Despite the seismic impact of robos, which has forced traditional wealth managers to embrace tech, a number of digital propositions have struggled. HSBC issued a sobering report last year on the wealth management industry, revealing the stark difficulties facing robo-advisers and digital advice platforms. The report found that a robo-adviser (assuming a 0.45% fee) operating in Europe would require between $3.5 billion and $5.3 billion of assets under management to break-even, highlighting the importance of scale and efficiency in the robo business model.
But as we have seen some propositions struggle, we are also seeing emerging winners increase customers and take market share amidst growing consumer demand. The question is: what is the secret of success in the robo world?
How robos can win
A differentiated edge is crucial, but the ability to achieve foundational efficiencies is perhaps more vital to a sustainable digital platform. In supporting a diverse range of these platforms, we have observed one critical success factor – the ability to create and maintain strategic partnerships that drive efficiencies and support collaborative ecosystems.
Having outsourced providers allows you to embed important cost savings that are crucial to long-term success. By tapping into leading-edge institutional infrastructure, such as custody and dealing, digital advice services not only reduce costs and achieve best-in-class operational efficiencies, they also free up resources to focus on core capabilities and, crucially, attract and increase clients and assets.
Outsourcing also enhances propositions by delivering in-built innovation. For example, fractional dealing allows platforms and advisers to invest any amount of money easily and cost-effectively, so clients can better pursue their financial goals.
Often and early
Fractionals are leading the way in the ‘democratisation’ of investing, helping to lower the barrier to entry for retail investors and supporting a key trend in savings – the concept of ‘round-ups’. This is investing or saving spare change automatically from everyday purchases.
We are already seeing this fractional technology being used by popular digital advice propositions, such as Moneybox, to help millennials save early and often. Fractionals also create efficiencies in portfolio rebalancing – optimising allocations and investment returns.
Innovation is enabling financial services to catch up with other industries quicker to adopt technology that enhances customers journeys. Through integration via APIs, open banking offers a game-changing level of accessibility to financial services, creating seamless experiences, as customers have come to expect from Amazon, Paypal, etc.
At the forefront in breaking down barriers and improving choice are pioneering digital platforms like Wealthify, whose intuitive, jargon-free approach is a breath of fresh air.

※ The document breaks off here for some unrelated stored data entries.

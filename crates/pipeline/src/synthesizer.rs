//! Answer synthesis.
//!
//! Builds a bounded context block from the best retrieved passages and asks
//! the completion service for an answer, either in one call or streamed
//! through a [`StreamSanitizer`]. A trusted passage can also be returned
//! verbatim via [`direct_answer`] without any generation.

use crate::sanitizer::{sanitize, strip_record_markers, StreamSanitizer};
use crate::types::RetrieverHit;
use agri_core::{AppError, AppResult, GenerationSettings};
use agri_llm::{LlmClient, LlmRequest, StreamEvent};
use agri_prompt::{build_prompt, BuiltPrompt, PromptDefinition};
use futures::StreamExt;
use std::collections::HashMap;
use std::sync::Arc;
use tokio::sync::mpsc::UnboundedSender;

/// Turn a rendered prompt into a completion request.
pub(crate) fn request_from_prompt(built: BuiltPrompt, model: &str) -> LlmRequest {
    let request = LlmRequest::new(built.user, model);
    match built.system {
        Some(system) => request.with_system(system),
        None => request,
    }
}

fn truncate_passage(content: &str, budget: usize) -> String {
    let content = content.trim();
    if content.chars().count() <= budget {
        return content.to_string();
    }
    let cut: String = content.chars().take(budget).collect();
    format!("{} [truncated]", cut.trim_end())
}

/// Everything the synthesizer needs for one answer.
#[derive(Debug, Clone, Copy)]
pub struct SynthesisInput<'a> {
    pub question: &'a str,
    /// Best curated passage to quote alongside the guidelines. The pipeline
    /// leaves this empty because a passing curated record is answered
    /// verbatim; it is set by callers that synthesize over a record instead.
    pub golden: Option<&'a RetrieverHit>,
    /// Passing guideline passages, best first
    pub pops: &'a [RetrieverHit],
    /// Formatted conversation memory, when the question is a follow-up
    pub conversation: Option<&'a str>,
    pub region: Option<&'a str>,
}

/// Render the reference block: at most one curated passage and
/// `max_pops_passages` guideline passages, each cut to the character budget
/// and annotated with its region and similarity.
pub fn build_context(
    golden: Option<&RetrieverHit>,
    pops: &[RetrieverHit],
    settings: &GenerationSettings,
) -> String {
    golden
        .into_iter()
        .chain(pops.iter().take(settings.max_pops_passages))
        .enumerate()
        .map(|(i, hit)| {
            format!(
                "Passage {} ({}, region: {}, similarity: {:.2}):\n{}",
                i + 1,
                hit.source,
                hit.metadata.region,
                hit.cosine,
                truncate_passage(&hit.content, settings.passage_char_budget)
            )
        })
        .collect::<Vec<_>>()
        .join("\n\n")
}

/// A stored passage as a final answer.
pub fn direct_answer(hit: &RetrieverHit) -> String {
    let stripped = strip_record_markers(&hit.content);
    if stripped.is_empty() {
        hit.content.trim().to_string()
    } else {
        stripped
    }
}

/// Completion-backed answer writer.
pub struct AnswerSynthesizer {
    llm: Arc<dyn LlmClient>,
    model: String,
    prompt: PromptDefinition,
}

impl AnswerSynthesizer {
    pub fn new(llm: Arc<dyn LlmClient>, model: impl Into<String>, prompt: PromptDefinition) -> Self {
        Self {
            llm,
            model: model.into(),
            prompt,
        }
    }

    fn request(&self, input: &SynthesisInput<'_>, settings: &GenerationSettings) -> AppResult<LlmRequest> {
        let mut variables = HashMap::new();
        variables.insert("question".to_string(), input.question.to_string());
        variables.insert(
            "context".to_string(),
            build_context(input.golden, input.pops, settings),
        );
        if let Some(conversation) = input.conversation.filter(|c| !c.is_empty()) {
            variables.insert("conversation".to_string(), conversation.to_string());
        }
        if let Some(region) = input.region {
            variables.insert("region".to_string(), region.to_string());
        }

        let built = build_prompt(&self.prompt, variables)
            .map_err(|e| AppError::Synthesis(e.to_string()))?;

        Ok(request_from_prompt(built, &self.model)
            .with_temperature(settings.temperature)
            .with_max_tokens(settings.max_tokens))
    }

    /// Generate an answer in one call.
    pub async fn complete(
        &self,
        input: &SynthesisInput<'_>,
        settings: &GenerationSettings,
    ) -> AppResult<String> {
        let request = self.request(input, settings)?;
        tracing::debug!("Synthesizing answer, prompt {} chars", request.prompt.len());

        let response = self
            .llm
            .complete(&request)
            .await
            .map_err(|e| AppError::Synthesis(e.to_string()))?;

        let answer = sanitize(&response.content);
        if answer.trim().is_empty() {
            return Err(AppError::Synthesis("completion service returned an empty answer".to_string()));
        }
        Ok(answer.trim_end().to_string())
    }

    /// Generate an answer, forwarding sanitized increments to `sink`.
    ///
    /// Returns the full sanitized answer. An error event after some text has
    /// arrived ends the stream early but keeps that text.
    pub async fn stream(
        &self,
        input: &SynthesisInput<'_>,
        settings: &GenerationSettings,
        sink: &UnboundedSender<String>,
    ) -> AppResult<String> {
        let request = self.request(input, settings)?.with_streaming();

        let mut events = self
            .llm
            .stream(&request)
            .await
            .map_err(|e| AppError::Synthesis(e.to_string()))?;

        let mut sanitizer = StreamSanitizer::new();
        let forward = |delta: Option<String>| {
            if let Some(delta) = delta {
                if sink.send(delta).is_err() {
                    tracing::debug!("Stream receiver dropped");
                }
            }
        };

        while let Some(event) = events.next().await {
            match event {
                StreamEvent::Token(token) => forward(sanitizer.push(&token)),
                StreamEvent::Error(message) => {
                    if sanitizer.text().trim().is_empty() {
                        return Err(AppError::Synthesis(message));
                    }
                    tracing::warn!("Stream ended with an error after partial output: {}", message);
                    break;
                }
                // Providers may send more than one terminal event
                StreamEvent::Done(_) => break,
            }
        }
        forward(sanitizer.finish());

        let answer = sanitizer.text();
        if answer.trim().is_empty() {
            return Err(AppError::Synthesis("completion stream produced no answer".to_string()));
        }
        Ok(answer.trim_end().to_string())
    }
}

Wealthify is also raising the bar for investor engagement by creating engaging and easy-to-understand communications. This can help the financial services sector win back the trust it has lost in recent decades due to an unwillingness to embrace change.
Aligning investor principles
Nutmeg believes it will see a surge in demand in the coming years from investors seeking to access ethical or ESG investments, as issues like climate change come to the fore, with Morningstar data confirming that global net inflows into ESG products grew by c.2500% between 2014 and 2019. This ability to align principles to portfolios has been supported by an increasingly diverse range of ETFs.
We have already started to see a proliferation of ETFs as more investors require greater choice and granularity. Existing robo solutions will pivot from the model portfolio of limited ETFs to a more expansive universe of passive choice that collaborates with individuals to create unique customer journeys. Meanwhile, biodata is going to help drill down into specific biases, such as thematic, religious and ethical, where investment options will be tailored to bespoke client needs.
Some digital firms are bringing institutional-level concepts to every-day investing. Scalable’s pioneering technology adjusts the weights of the individual asset classes in a portfolio, to keep risk stable over time and deliver better risk-adjusted returns. In addition, Wealthify uses a mix of smart algorithms and human expertise to make sure plans stay on track.
The new breed of robos are also evolving their business models to provide hybrid services, comprising over-the-phone and face-to-face advisory services, recognising how the human touch can create an optimum hybrid solution. For example, Scalable’s telephone advisers discuss investment profiles to tailor investment services.
As the industry has faced stiff headwinds, the winners of the robo race have begun to emerge. The direction of travel is clear: new and existing entrants must embrace collaborative partnerships that can deliver efficient, transparent and differentiated strategies.